[Problem requirements]
Using the data below, copy each line that includes the word "ORDER".

Data records:
★ ★ ★

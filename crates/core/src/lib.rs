// Enrollment Core - Domain Logic & Ports
// No infrastructure dependencies: adapters implement the traits in `port`

pub mod application;
pub mod config;
pub mod domain;
pub mod error;
pub mod port;

pub use config::EngineConfig;
pub use error::{AppError, Result};

pub const VERSION: &str = env!("CARGO_PKG_VERSION");
#[async_trait]
impl JobQueue for SqliteJobQueue {
    async fn enqueue(&self, job: &EnrollmentJob) -> Result<()> {
        let outcome = job.outcome.as_ref().map(serde_json::to_string).transpose()?;
        let failure = job.failure.as_ref().map(serde_json::to_string).transpose()?;

        sqlx::query(
            r#"
            INSERT INTO enrollment_jobs (
                id, student_id, course_id, state,
                attempts, max_attempts,
                enqueued_at, available_at, claimed_at, claimed_by, finished_at,
                correlation_id, outcome, failure, last_error
            ) VALUES (?, ?, ?, ?, ?, ?, ?, ?, ?, ?, ?, ?, ?, ?, ?)
            "#,
        )
        .bind(&job.id)
        .bind(job.student_id)
        .bind(job.course_id)
        .bind(job.state.to_string())
        .bind(job.attempts)
        .bind(job.max_attempts)
        .bind(job.enqueued_at)
        .bind(job.available_at)
        .bind(job.claimed_at)
        .bind(&job.claimed_by)
        .bind(job.finished_at)
        .bind(&job.correlation_id)
        .bind(outcome)
        .bind(failure)
        .bind(&job.last_error)
        .execute(&self.pool)
        .await
        .map_err(map_sqlx_error)
        .map_err(|e| if is_unique_violation(&e) { duplicate(job) } else { e })?;

        Ok(())
    }

    async fn find_by_id(&self, id: &str) -> Result<Option<EnrollmentJob>> {
        let row = sqlx::query_as::<_, JobRow>("SELECT * FROM enrollment_jobs WHERE id = ?")
            .bind(id)
            .fetch_optional(&self.pool)
            .await
            .map_err(map_sqlx_error)?;

        row.map(JobRow::into_job).transpose()
    }

    async fn find_active_for_pair(
        &self,
        student_id: StudentId,
        course_id: CourseId,
    ) -> Result<Option<EnrollmentJob>> {
        let row = sqlx::query_as::<_, JobRow>(
            r#"
            SELECT * FROM enrollment_jobs
            WHERE student_id = ? AND course_id = ?
              AND state IN ('WAITING', 'ACTIVE', 'STALLED')
            LIMIT 1
            "#,
        )
        .bind(student_id)
        .bind(course_id)
        .fetch_optional(&self.pool)
        .await
        .map_err(map_sqlx_error)?;

        row.map(JobRow::into_job).transpose()
    }

    async fn claim_next(&self, worker_id: &str, now_millis: i64) -> Result<Option<EnrollmentJob>> {
        // Single statement: select and claim cannot interleave with another worker
        let row = sqlx::query_as::<_, JobRow>(
            r#"
            UPDATE enrollment_jobs
            SET state = 'ACTIVE', claimed_at = ?, claimed_by = ?, attempts = attempts + 1
            WHERE id = (
                SELECT id FROM enrollment_jobs
                WHERE state IN ('WAITING', 'STALLED') AND available_at <= ?
                ORDER BY enqueued_at ASC, id ASC
                LIMIT 1
            )
            RETURNING *
            "#,
        )
        .bind(now_millis)
        .bind(worker_id)
        .bind(now_millis)
        .fetch_optional(&self.pool)
        .await
        .map_err(map_sqlx_error)?;

        row.map(JobRow::into_job).transpose()
    }

    async fn release(&self, job: &EnrollmentJob, claimed_by: &str) -> Result<()> {
        let outcome = job.outcome.as_ref().map(serde_json::to_string).transpose()?;
        let failure = job.failure.as_ref().map(serde_json::to_string).transpose()?;

        let result = sqlx::query(
            r#"
            UPDATE enrollment_jobs
            SET state = ?, available_at = ?, claimed_at = ?, claimed_by = ?,
                finished_at = ?, outcome = ?, failure = ?, last_error = ?
            WHERE id = ? AND state = 'ACTIVE' AND claimed_by = ? AND attempts = ?
            "#,
        )
        .bind(job.state.to_string())
        .bind(job.available_at)
        .bind(job.claimed_at)
        .bind(&job.claimed_by)
        .bind(job.finished_at)
        .bind(outcome)
        .bind(failure)
        .bind(&job.last_error)
        .bind(&job.id)
        .bind(claimed_by)
        .bind(job.attempts)
        .execute(&self.pool)
        .await
        .map_err(map_sqlx_error)?;

        if result.rows_affected() == 0 {
            return Err(AppError::InvalidState(format!(
                "job {} is no longer claimed by {} (attempt {})",
                job.id, claimed_by, job.attempts
            )));
        }
        Ok(())
    }

    async fn remove_waiting(&self, id: &str) -> Result<bool> {
        let result = sqlx::query("DELETE FROM enrollment_jobs WHERE id = ? AND state = 'WAITING'")
            .bind(id)
            .execute(&self.pool)
            .await
            .map_err(map_sqlx_error)?;

        Ok(result.rows_affected() > 0)
    }

    async fn requeue_failed(&self, job: &EnrollmentJob) -> Result<bool> {
        let result = sqlx::query(
            r#"
            UPDATE enrollment_jobs
            SET state = ?, attempts = ?, available_at = ?, claimed_at = NULL, claimed_by = NULL,
                finished_at = NULL, outcome = NULL, failure = NULL, last_error = ?
            WHERE id = ? AND state = 'FAILED'
            "#,
        )
        .bind(job.state.to_string())
        .bind(job.attempts)
        .bind(job.available_at)
        .bind(&job.last_error)
        .bind(&job.id)
        .execute(&self.pool)
        .await
        .map_err(map_sqlx_error)
        .map_err(|e| if is_unique_violation(&e) { duplicate(job) } else { e })?;

        Ok(result.rows_affected() > 0)
    }

    async fn mark_stalled(&self, cutoff_millis: i64) -> Result<Vec<JobId>> {
        let ids: Vec<String> = sqlx::query_scalar(
            r#"
            UPDATE enrollment_jobs
            SET state = 'STALLED'
            WHERE state = 'ACTIVE' AND claimed_at < ?
            RETURNING id
            "#,
        )
        .bind(cutoff_millis)
        .fetch_all(&self.pool)
        .await
        .map_err(map_sqlx_error)?;

        if !ids.is_empty() {
            debug!(count = ids.len(), cutoff_millis, "Marked stalled jobs");
        }
        Ok(ids)
    }

    async fn count_by_state(&self, state: JobState) -> Result<i64> {
        sqlx::query_scalar("SELECT COUNT(*) FROM enrollment_jobs WHERE state = ?")
            .bind(state.to_string())
            .fetch_one(&self.pool)
            .await
            .map_err(map_sqlx_error)
    }

    async fn count_delayed(&self, now_millis: i64) -> Result<i64> {
        sqlx::query_scalar(
            "SELECT COUNT(*) FROM enrollment_jobs WHERE state = 'WAITING' AND available_at > ?",
        )
        .bind(now_millis)
        .fetch_one(&self.pool)
        .await
        .map_err(map_sqlx_error)
    }

    async fn count_ahead(&self, job: &EnrollmentJob) -> Result<i64> {
        sqlx::query_scalar(
            r#"
            SELECT COUNT(*) FROM enrollment_jobs
            WHERE state IN ('WAITING', 'STALLED')
              AND (enqueued_at < ?1 OR (enqueued_at = ?1 AND id < ?2))
            "#,
        )
        .bind(job.enqueued_at)
        .bind(&job.id)
        .fetch_one(&self.pool)
        .await
        .map_err(map_sqlx_error)
    }

    async fn purge_finished(&self, state: JobState, older_than_millis: i64) -> Result<u64> {
        if !state.is_terminal() {
            return Err(AppError::Validation(format!(
                "only terminal jobs can be purged, got {}",
                state
            )));
        }

        let result =
            sqlx::query("DELETE FROM enrollment_jobs WHERE state = ? AND finished_at < ?")
                .bind(state.to_string())
                .bind(older_than_millis)
                .execute(&self.pool)
                .await
                .map_err(map_sqlx_error)?;

        Ok(result.rows_affected())
    }

    async fn find_by_state(&self, state: JobState) -> Result<Vec<EnrollmentJob>> {
        let rows: Vec<JobRow> = sqlx::query_as(
            "SELECT * FROM enrollment_jobs WHERE state = ? ORDER BY enqueued_at ASC, id ASC",
        )
        .bind(state.to_string())
        .fetch_all(&self.pool)
        .await
        .map_err(map_sqlx_error)?;

        rows.into_iter().map(JobRow::into_job).collect()
    }
}

#[derive(sqlx::FromRow)]
struct JobRow {
    id: String,
    student_id: i64,
    course_id: i64,
    state: String,
    attempts: i32,
    max_attempts: i32,
    enqueued_at: i64,
    available_at: i64,
    claimed_at: Option<i64>,
    claimed_by: Option<String>,
    finished_at: Option<i64>,
    correlation_id: Option<String>,
    outcome: Option<String>,
    failure: Option<String>,
    last_error: Option<String>,
}

impl JobRow {
    fn into_job(self) -> Result<EnrollmentJob> {
        Ok(EnrollmentJob {
            state: self.state.parse()?,
            outcome: from_json(self.outcome.as_deref())?,
            failure: from_json(self.failure.as_deref())?,
            id: self.id,
            student_id: self.student_id,
            course_id: self.course_id,
            attempts: self.attempts,
            max_attempts: self.max_attempts,
            enqueued_at: self.enqueued_at,
            available_at: self.available_at,
            claimed_at: self.claimed_at,
            claimed_by: self.claimed_by,
            finished_at: self.finished_at,
            correlation_id: self.correlation_id,
            last_error: self.last_error,
        })
    }
}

★ ★ ★

[Expected answer]
                ORDER BY enqueued_at ASC, id ASC
            "SELECT * FROM enrollment_jobs WHERE state = ? ORDER BY enqueued_at ASC, id ASC",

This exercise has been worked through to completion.